A woman stood in the orlop passageway. Through a mask of grime she favored them with a smile. A ghoul's smile. All Bowser's sphincters pinched tight.
In a voice as soft as a flower petal's caress, as light as floating pollen, she spoke. "Hi. I'm Daisy. Thank you for freeing me from that nasty cell. May I have the pleasure of knowing your names, gentle Koopas?"
Bowser puffed out his chest. When in doubt, swagger. "You're joking. Everyone knows who I am. Bowser, King of the Koopas and don't you forget it."
Daisy turned her cold gaze upon Koops, a fever warm smile still stretching her dirty lips. Koops eventually found his voice.
"Uh, hi. I'm Koops. Captain Koops. Pleased to meet you." He rubbed the back of his neck. He blushed. He touched the bandage on his beak. Then he moved on to trying not to squirm.
"Thank you again for freeing me from that hellish prison, King Bowser and Captain Koops. As you've no doubt noticed, I've been the guest of the queen for quite some time." Daisy looked down at the greasy rags that might once have been a caramel silk ballroom gown. She stopped smiling and Bowser could suddenly breathe easier.
A series of bloodcurdling screams soaked through the deck overhead. The stampede of many boots pummeled the planks like a drum. Impossible to tell if the crazed beat was a march into battle or panicked retreat. Luigi's good work had commenced.
"It would seem Luigi is free as well," said Daisy, gazing upwards and tapping her lips with a fingertip.
"You know him?" asked Koops.
Her eyes widened. "Oh, yesss. A fascinating man. So sensitive. So sorrowful." More screams filtered down. Something heavy, perhaps a skull, thumped hard against the deck, over and over, shaking loose wood shavings to sprinkle down upon their heads. "So furious."
Bowser knew they should be hurrying on, yet Daisy's voice entranced him. And there was something he wanted to confirm. "I think I know who you are. Princess Daisy, of Sarasaland?"
Daisy curtsied. "Just so. Though the proper title is now Empress. The rest of my family has passed into the afterlife." She said this the same way she spoke of every other subject, in a breathy whisper tinged with some emotion Bowser could not define. Wonder? Amusement? Rapture?
It was well known that, of all her adversaries, the only rival reputed to make Queen Peach Toadstool visually nervous was Princess Daisy. People spoke in whispers of Daisy and her dynasty behind closed doors, invoking their names no more than strictly necessary. She had disappeared months ago, and the common consensus was that the truant princess held her court inside the bellies of the Cheep-Cheeps prowling Peach's moat.
"Tell me, does my empire remain sovereign?"
"Yes, but not under your dynasty. Peach leaves Sarasaland alone only because Tatanga seized control in your absence and elected himself Dictator," said Koops.

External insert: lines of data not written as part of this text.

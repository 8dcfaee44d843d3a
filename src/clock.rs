use chrono::{Duration, Local, NaiveDate, NaiveDateTime, NaiveTime};

/// Source of "now" for date views and time-input defaults.
pub trait Clock {
    fn now(&self) -> NaiveDateTime;

    fn today(&self) -> NaiveDate {
        self.now().date()
    }
}

/// Wall clock in the local time zone.
#[derive(Debug, Clone, Copy, Default)]
pub struct SystemClock;

impl Clock for SystemClock {
    fn now(&self) -> NaiveDateTime {
        Local::now().naive_local()
    }
}

/// A clock frozen at one instant, for tests and previews.
#[derive(Debug, Clone, Copy)]
pub struct FixedClock(pub NaiveDateTime);

impl FixedClock {
    /// Noon on the given day.
    pub fn on(date: NaiveDate) -> Self {
        Self(date.and_time(NaiveTime::MIN) + Duration::hours(12))
    }
}

impl Clock for FixedClock {
    fn now(&self) -> NaiveDateTime {
        self.0
    }
}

The captain had a dreamy cast to his face that Bowser liked not one bit. He cleared his throat.
"It's been great getting to know you, Your Grace, but Peach will get lonely without my fist to keep her face company." Doing his best to sound casual, Bowser popped the all-important question. "You want in on that action?"
"Do. I. Ever. You—may I call you Bowser? Yes, you practically read my mind. I would love very much to join Your Majesty in a rampage of uninhibited slaughter. Shall we?"
Empress Daisy gestured for them to follow and began sauntering down the passageway, only a trace of wobble in her gait from the many weeks of deprivation and hardship. Bowser and Koops exchanged nervous glances and followed.